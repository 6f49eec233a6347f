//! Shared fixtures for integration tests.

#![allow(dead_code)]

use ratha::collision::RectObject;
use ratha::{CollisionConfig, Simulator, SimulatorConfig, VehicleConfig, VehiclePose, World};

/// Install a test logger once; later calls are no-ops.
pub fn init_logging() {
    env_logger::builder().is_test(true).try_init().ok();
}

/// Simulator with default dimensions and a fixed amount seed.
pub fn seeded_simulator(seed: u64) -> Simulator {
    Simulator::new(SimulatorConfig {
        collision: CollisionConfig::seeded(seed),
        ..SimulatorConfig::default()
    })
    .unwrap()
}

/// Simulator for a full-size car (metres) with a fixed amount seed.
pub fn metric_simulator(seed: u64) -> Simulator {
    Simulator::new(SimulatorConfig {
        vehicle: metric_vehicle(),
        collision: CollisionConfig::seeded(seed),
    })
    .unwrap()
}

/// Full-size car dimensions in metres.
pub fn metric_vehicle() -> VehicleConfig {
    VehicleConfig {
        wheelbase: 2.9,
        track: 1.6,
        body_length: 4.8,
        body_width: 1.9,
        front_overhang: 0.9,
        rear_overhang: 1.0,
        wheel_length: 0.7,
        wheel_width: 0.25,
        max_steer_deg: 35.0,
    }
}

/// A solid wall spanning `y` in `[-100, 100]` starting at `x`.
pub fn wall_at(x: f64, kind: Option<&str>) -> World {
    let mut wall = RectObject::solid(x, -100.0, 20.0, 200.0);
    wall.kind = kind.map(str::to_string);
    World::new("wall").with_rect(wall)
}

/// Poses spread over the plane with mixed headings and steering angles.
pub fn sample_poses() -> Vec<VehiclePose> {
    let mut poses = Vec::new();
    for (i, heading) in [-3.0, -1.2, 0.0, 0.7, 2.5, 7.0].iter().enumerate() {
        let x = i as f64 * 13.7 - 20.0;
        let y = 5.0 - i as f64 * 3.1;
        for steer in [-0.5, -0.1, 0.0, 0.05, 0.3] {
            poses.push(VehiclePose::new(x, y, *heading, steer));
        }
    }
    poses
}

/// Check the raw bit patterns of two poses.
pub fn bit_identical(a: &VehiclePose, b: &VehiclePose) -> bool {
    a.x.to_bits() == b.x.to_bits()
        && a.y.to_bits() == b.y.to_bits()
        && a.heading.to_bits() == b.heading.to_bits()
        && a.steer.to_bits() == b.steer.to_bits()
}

— What the task requires —
Every record above should be written out exactly.

— Answer —
repository 6f49eec233a6347f
//! Shared fixtures for integration tests.

#![allow(dead_code)]

use ratha::collision::RectObject;
use ratha::{CollisionConfig, Simulator, SimulatorConfig, VehicleConfig, VehiclePose, World};

/// Install a test logger once; later calls are no-ops.
pub fn init_logging() {
    env_logger::builder().is_test(true).try_init().ok();
}

/// Simulator with default dimensions and a fixed amount seed.
pub fn seeded_simulator(seed: u64) -> Simulator {
    Simulator::new(SimulatorConfig {
        collision: CollisionConfig::seeded(seed),
        ..SimulatorConfig::default()
    })
    .unwrap()
}

/// Simulator for a full-size car (metres) with a fixed amount seed.
pub fn metric_simulator(seed: u64) -> Simulator {
    Simulator::new(SimulatorConfig {
        vehicle: metric_vehicle(),
        collision: CollisionConfig::seeded(seed),
    })
    .unwrap()
}

/// Full-size car dimensions in metres.
pub fn metric_vehicle() -> VehicleConfig {
    VehicleConfig {
        wheelbase: 2.9,
        track: 1.6,
        body_length: 4.8,
        body_width: 1.9,
        front_overhang: 0.9,
        rear_overhang: 1.0,
        wheel_length: 0.7,
        wheel_width: 0.25,
        max_steer_deg: 35.0,
    }
}

/// A solid wall spanning `y` in `[-100, 100]` starting at `x`.
pub fn wall_at(x: f64, kind: Option<&str>) -> World {
    let mut wall = RectObject::solid(x, -100.0, 20.0, 200.0);
    wall.kind = kind.map(str::to_string);
    World::new("wall").with_rect(wall)
}

/// Poses spread over the plane with mixed headings and steering angles.
pub fn sample_poses() -> Vec<VehiclePose> {
    let mut poses = Vec::new();
    for (i, heading) in [-3.0, -1.2, 0.0, 0.7, 2.5, 7.0].iter().enumerate() {
        let x = i as f64 * 13.7 - 20.0;
        let y = 5.0 - i as f64 * 3.1;
        for steer in [-0.5, -0.1, 0.0, 0.05, 0.3] {
            poses.push(VehiclePose::new(x, y, *heading, steer));
        }
    }
    poses
}

/// Check the raw bit patterns of two poses.
pub fn bit_identical(a: &VehiclePose, b: &VehiclePose) -> bool {
    a.x.to_bits() == b.x.to_bits()
        && a.y.to_bits() == b.y.to_bits()
        && a.heading.to_bits() == b.heading.to_bits()
        && a.steer.to_bits() == b.steer.to_bits()
}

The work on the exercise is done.